Quetena (crónica)

En el extremo sudoeste de Bolivia, se encuentran las Quetenas, grande y chica. No hay más si de fronteras nacionales se trata. Sin embargo, a un lado y a otro de la triple frontera, se extiende la puna continental más extensa de todas.

Hacia el oeste -Chile- se va abajando hasta convertirse en el desierto más seco de la Tierra y luego derramarse hacia el Pacífico, el super océano que baña las Filipinas y las costas de Australia, las islas maoríes y el Japón.

Hacia el este -Argentina-, embudo geográfico, todos los caminos terminan confluyendo en la quebrada de Humahuaca, la vía de entrada histórica a las llanuras templadas continentales.
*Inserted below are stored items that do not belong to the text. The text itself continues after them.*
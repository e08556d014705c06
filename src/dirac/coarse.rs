//! Aggregation transfer operators and the Galerkin coarse operator.
//!
//! A [`Transfer`] holds a dense prolongator `P` whose columns are the
//! block-orthonormalised near-null vectors of the fine operator, one column per
//! (aggregate, vector) pair. The coarse operator is `Y = P† A P`.

use super::{Dagger, Dirac, DiracKind};
use crate::{
    error::{Error, ErrorKind},
    field::{FieldGeometry, SpinorField},
};
use faer::{Accum, Col, Mat, Par, Scale, c64, linalg::matmul::matmul};
use serde::{Deserialize, Serialize};
use std::cell::Cell;

/// Numerical floor below which a null vector is considered to vanish on an aggregate.
const COLLAPSE_TOLERANCE: f64 = 1e-12;

/// How a transfer operator was constructed.
#[derive(Clone, Copy, Debug, PartialEq, Eq, Hash, Serialize, Deserialize)]
pub enum TransferType {
    /// Block aggregation of near-null vectors.
    Aggregate,
    /// Kähler-Dirac blocking of the staggered field onto the coarse lattice.
    CoarseKd,
    /// Kähler-Dirac blocking with the block inverse folded in.
    OptimizedKd,
}

/// Prolongation/restriction between a fine field and a flat coarse vector.
#[derive(Clone, Debug)]
pub struct Transfer {
    kind: TransferType,
    fine_geometry: FieldGeometry,
    prolongator: Mat<c64>,
}

impl Transfer {
    /// Wrap an explicit prolongator of shape `fine.len() × n_coarse`.
    pub fn new(
        kind: TransferType,
        fine_geometry: FieldGeometry,
        prolongator: Mat<c64>,
    ) -> Result<Self, Error> {
        if prolongator.nrows() != fine_geometry.len() {
            return Err(ErrorKind::LengthMismatch {
                expected: fine_geometry.len(),
                actual: prolongator.nrows(),
            }
            .into());
        }
        Ok(Self {
            kind,
            fine_geometry,
            prolongator,
        })
    }

    /// Aggregation transfer over 4D blocks of extent `block`.
    ///
    /// Each aggregate contains every colour and fifth-dimension component of its
    /// sites. The null vectors are Gram-Schmidt orthonormalised within each
    /// aggregate, so `P† P = I`.
    pub fn aggregate(
        fine_geometry: &FieldGeometry,
        block: [usize; 4],
        null_vectors: &[SpinorField],
    ) -> Result<Self, Error> {
        let dims = fine_geometry.dims();
        for mu in 0..4 {
            if block[mu] == 0 || dims[mu] % block[mu] != 0 {
                return Err(ErrorKind::InvalidParameter(format!(
                    "aggregate extent {} does not divide lattice extent {} in direction {}",
                    block[mu], dims[mu], mu
                ))
                .into());
            }
        }
        if null_vectors.is_empty() {
            return Err(
                ErrorKind::InvalidParameter("no null vectors for aggregation".into()).into(),
            );
        }
        for v in null_vectors {
            if v.len() != fine_geometry.len() {
                return Err(ErrorKind::LengthMismatch {
                    expected: fine_geometry.len(),
                    actual: v.len(),
                }
                .into());
            }
        }

        let nc = fine_geometry.n_color;
        let vol4: usize = dims.iter().product();
        let agg_dims = [0, 1, 2, 3].map(|mu| dims[mu] / block[mu]);
        let n_agg: usize = agg_dims.iter().product();
        let n_vec = null_vectors.len();

        // Fine indices belonging to each aggregate.
        let mut members: Vec<Vec<usize>> = vec![Vec::new(); n_agg];
        for s in 0..fine_geometry.ls() {
            for site in 0..vol4 {
                let mut rest = site;
                let mut agg = 0;
                let mut stride = 1;
                for mu in 0..4 {
                    let x = rest % dims[mu];
                    rest /= dims[mu];
                    agg += (x / block[mu]) * stride;
                    stride *= agg_dims[mu];
                }
                for c in 0..nc {
                    members[agg].push((s * vol4 + site) * nc + c);
                }
            }
        }

        let mut prolongator = Mat::<c64>::zeros(fine_geometry.len(), n_agg * n_vec);
        let mut local: Vec<Col<c64>> = Vec::with_capacity(n_vec);
        for (agg, rows) in members.iter().enumerate() {
            local.clear();
            for v in null_vectors {
                let data = v.as_slice();
                let mut w = Col::<c64>::from_fn(rows.len(), |i| data[rows[i]]);
                for _pass in 0..2 {
                    for q in &local {
                        let dot = q.adjoint() * &w;
                        w -= q * Scale(dot);
                    }
                }
                let norm = w.norm_l2();
                if norm < COLLAPSE_TOLERANCE {
                    return Err(ErrorKind::InvalidParameter(format!(
                        "null vectors are linearly dependent on aggregate {agg}"
                    ))
                    .into());
                }
                local.push(&w * Scale(c64::new(1.0 / norm, 0.0)));
            }
            for (k, q) in local.iter().enumerate() {
                for (i, &r) in rows.iter().enumerate() {
                    prolongator[(r, agg * n_vec + k)] = q[i];
                }
            }
        }

        Self::new(TransferType::Aggregate, fine_geometry.clone(), prolongator)
    }

    pub fn kind(&self) -> TransferType {
        self.kind
    }

    pub fn fine_geometry(&self) -> &FieldGeometry {
        &self.fine_geometry
    }

    /// Geometry of coarse vectors.
    pub fn coarse_geometry(&self) -> FieldGeometry {
        FieldGeometry::flat(self.prolongator.ncols())
    }

    pub fn prolongator(&self) -> &Mat<c64> {
        &self.prolongator
    }

    /// `fine = P coarse`
    pub fn prolongate(&self, fine: &mut SpinorField, coarse: &SpinorField) {
        matmul(
            fine.as_mat_mut(),
            Accum::Replace,
            self.prolongator.as_ref(),
            coarse.as_mat(),
            c64::new(1.0, 0.0),
            Par::Seq,
        );
    }

    /// `coarse = P† fine`
    pub fn restrict(&self, coarse: &mut SpinorField, fine: &SpinorField) {
        matmul(
            coarse.as_mat_mut(),
            Accum::Replace,
            self.prolongator.adjoint(),
            fine.as_mat(),
            c64::new(1.0, 0.0),
            Par::Seq,
        );
    }
}

/// Builds `Y = P† A P` column by column from applications of `A`.
pub(crate) fn galerkin(dirac: &dyn Dirac, transfer: &Transfer) -> Result<CoarseDirac, Error> {
    if transfer.kind() != TransferType::Aggregate {
        return Err(ErrorKind::UnsupportedTransfer(transfer.kind()).into());
    }
    let coarse_geometry = transfer.coarse_geometry();
    let n = coarse_geometry.len();
    let mut y = Mat::<c64>::zeros(n, n);

    let mut e = SpinorField::zeros(&coarse_geometry);
    let mut column = SpinorField::zeros(&coarse_geometry);
    let mut fine = SpinorField::zeros(transfer.fine_geometry());
    let mut a_fine = SpinorField::zeros(transfer.fine_geometry());
    for j in 0..n {
        e.zero();
        e.as_mut_slice()[j] = c64::new(1.0, 0.0);
        transfer.prolongate(&mut fine, &e);
        dirac.m(&mut a_fine, &fine)?;
        transfer.restrict(&mut column, &a_fine);
        y.col_mut(j).copy_from(column.as_col());
    }
    log::debug!("Built {n}x{n} Galerkin coarse operator from a {:?} operator", dirac.kind());
    Ok(CoarseDirac::new(y, dirac.mass()))
}

/// Dense coarse-grid operator.
#[derive(Clone, Debug)]
pub struct CoarseDirac {
    y: Mat<c64>,
    mass: f64,
    flops: Cell<u64>,
}

impl CoarseDirac {
    pub fn new(y: Mat<c64>, mass: f64) -> Self {
        Self {
            y,
            mass,
            flops: Cell::new(0),
        }
    }

    pub fn matrix(&self) -> &Mat<c64> {
        &self.y
    }

    pub fn geometry(&self) -> FieldGeometry {
        FieldGeometry::flat(self.y.nrows())
    }
}

impl Dirac for CoarseDirac {
    fn kind(&self) -> DiracKind {
        DiracKind::Coarse
    }

    fn mass(&self) -> f64 {
        self.mass
    }

    fn apply(
        &self,
        out: &mut SpinorField,
        input: &SpinorField,
        dagger: Dagger,
    ) -> Result<(), Error> {
        let n = self.y.nrows();
        for len in [input.len(), out.len()] {
            if len != n {
                return Err(ErrorKind::LengthMismatch {
                    expected: n,
                    actual: len,
                }
                .into());
            }
        }
        let one = c64::new(1.0, 0.0);
        match dagger {
            Dagger::No => matmul(
                out.as_mat_mut(),
                Accum::Replace,
                self.y.as_ref(),
                input.as_mat(),
                one,
                Par::Seq,
            ),
            Dagger::Yes => matmul(
                out.as_mat_mut(),
                Accum::Replace,
                self.y.adjoint(),
                input.as_mat(),
                one,
                Par::Seq,
            ),
        }
        self.flops.set(self.flops.get() + 8 * (n * n) as u64);
        Ok(())
    }

    fn create_coarse_op(&self, transfer: &Transfer) -> Result<CoarseDirac, Error> {
        galerkin(self, transfer)
    }

    fn flops(&self) -> u64 {
        self.flops.replace(0)
    }
}

#[cfg(test)]
mod tests {
    use super::*;
    use crate::{
        dirac::StaggeredDirac,
        field::Precision,
        lattice::GaugeField,
    };
    use std::sync::Arc;

    fn setup() -> (StaggeredDirac, FieldGeometry, Vec<SpinorField>) {
        let gauge = Arc::new(GaugeField::random([2, 2, 2, 2], Precision::Double, 8));
        let geometry = FieldGeometry::staggered(gauge.dims, 1, 3, Precision::Double);
        let nulls = (0..3).map(|k| SpinorField::random(&geometry, 100 + k)).collect();
        (StaggeredDirac::new(gauge, 0.1), geometry, nulls)
    }

    #[test]
    fn aggregate_prolongator_is_orthonormal() {
        let (_, geometry, nulls) = setup();
        let transfer = Transfer::aggregate(&geometry, [2, 2, 1, 1], &nulls).unwrap();
        let p = transfer.prolongator();
        assert_eq!(p.ncols(), 4 * 3);
        let gram = p.adjoint() * p;
        assert!((&gram - Mat::<c64>::identity(p.ncols(), p.ncols())).norm_l2() < 1e-12);
    }

    #[test]
    fn coarse_operator_matches_galerkin_product() {
        let (dirac, geometry, nulls) = setup();
        let transfer = Transfer::aggregate(&geometry, [2, 2, 2, 1], &nulls).unwrap();
        let coarse = dirac.create_coarse_op(&transfer).unwrap();
        assert_eq!(coarse.kind(), DiracKind::Coarse);

        let cg = transfer.coarse_geometry();
        let xc = SpinorField::random(&cg, 1);
        let mut yc = SpinorField::zeros(&cg);
        coarse.m(&mut yc, &xc).unwrap();

        let mut fine = SpinorField::zeros(&geometry);
        let mut a_fine = SpinorField::zeros(&geometry);
        let mut expected = SpinorField::zeros(&cg);
        transfer.prolongate(&mut fine, &xc);
        dirac.m(&mut a_fine, &fine).unwrap();
        transfer.restrict(&mut expected, &a_fine);

        yc.axpy(-1.0, &expected);
        assert!(yc.norm() < 1e-12);
    }

    #[test]
    fn coarse_dagger_applies_the_adjoint() {
        let (dirac, geometry, nulls) = setup();
        let transfer = Transfer::aggregate(&geometry, [2, 2, 2, 2], &nulls).unwrap();
        let coarse = dirac.create_coarse_op(&transfer).unwrap();
        let cg = transfer.coarse_geometry();
        let x = SpinorField::random(&cg, 2);
        let y = SpinorField::random(&cg, 3);
        let mut ax = SpinorField::zeros(&cg);
        let mut ady = SpinorField::zeros(&cg);
        coarse.apply(&mut ax, &x, Dagger::No).unwrap();
        coarse.apply(&mut ady, &y, Dagger::Yes).unwrap();
        assert!((y.c_dot(&ax) - ady.c_dot(&x)).norm() < 1e-12);
    }

    #[test]
    fn non_aggregate_transfer_is_rejected() {
        let (dirac, geometry, _) = setup();
        let p = Mat::<c64>::zeros(geometry.len(), 2);
        let transfer = Transfer::new(TransferType::OptimizedKd, geometry, p).unwrap();
        let err = dirac.create_coarse_op(&transfer).unwrap_err();
        assert!(matches!(
            err.kind(),
            ErrorKind::UnsupportedTransfer(TransferType::OptimizedKd)
        ));
    }

    #[test]
    fn indivisible_block_is_rejected() {
        let (_, geometry, nulls) = setup();
        assert!(Transfer::aggregate(&geometry, [3, 1, 1, 1], &nulls).is_err());
    }
}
Desde ahí también se accede al Atlántico -ese antiguo mar que orillea África negra, el Sahara, la vieja Europa y de allí se va a lamer Islandia y el país de los inuit- y, más lejos aún, se baja hasta la Patagonia y su prolongación: la península antártica.

Hacia el norte de las Quetenas, como un tapiz, se despliega el altiplano (otro nombre de la puna) que se alarga hasta el sur del Perú, englobando al lago Titicaca, un prodigio acuático.

El altiplano se enmarca, por el oriente, por una cordillera de seismiles nevados que, a su vez, son la fuente de las aguas de la cuenca hidrográfica más vasta del planeta: el Amazonas, a su vez, la selva más misteriosa.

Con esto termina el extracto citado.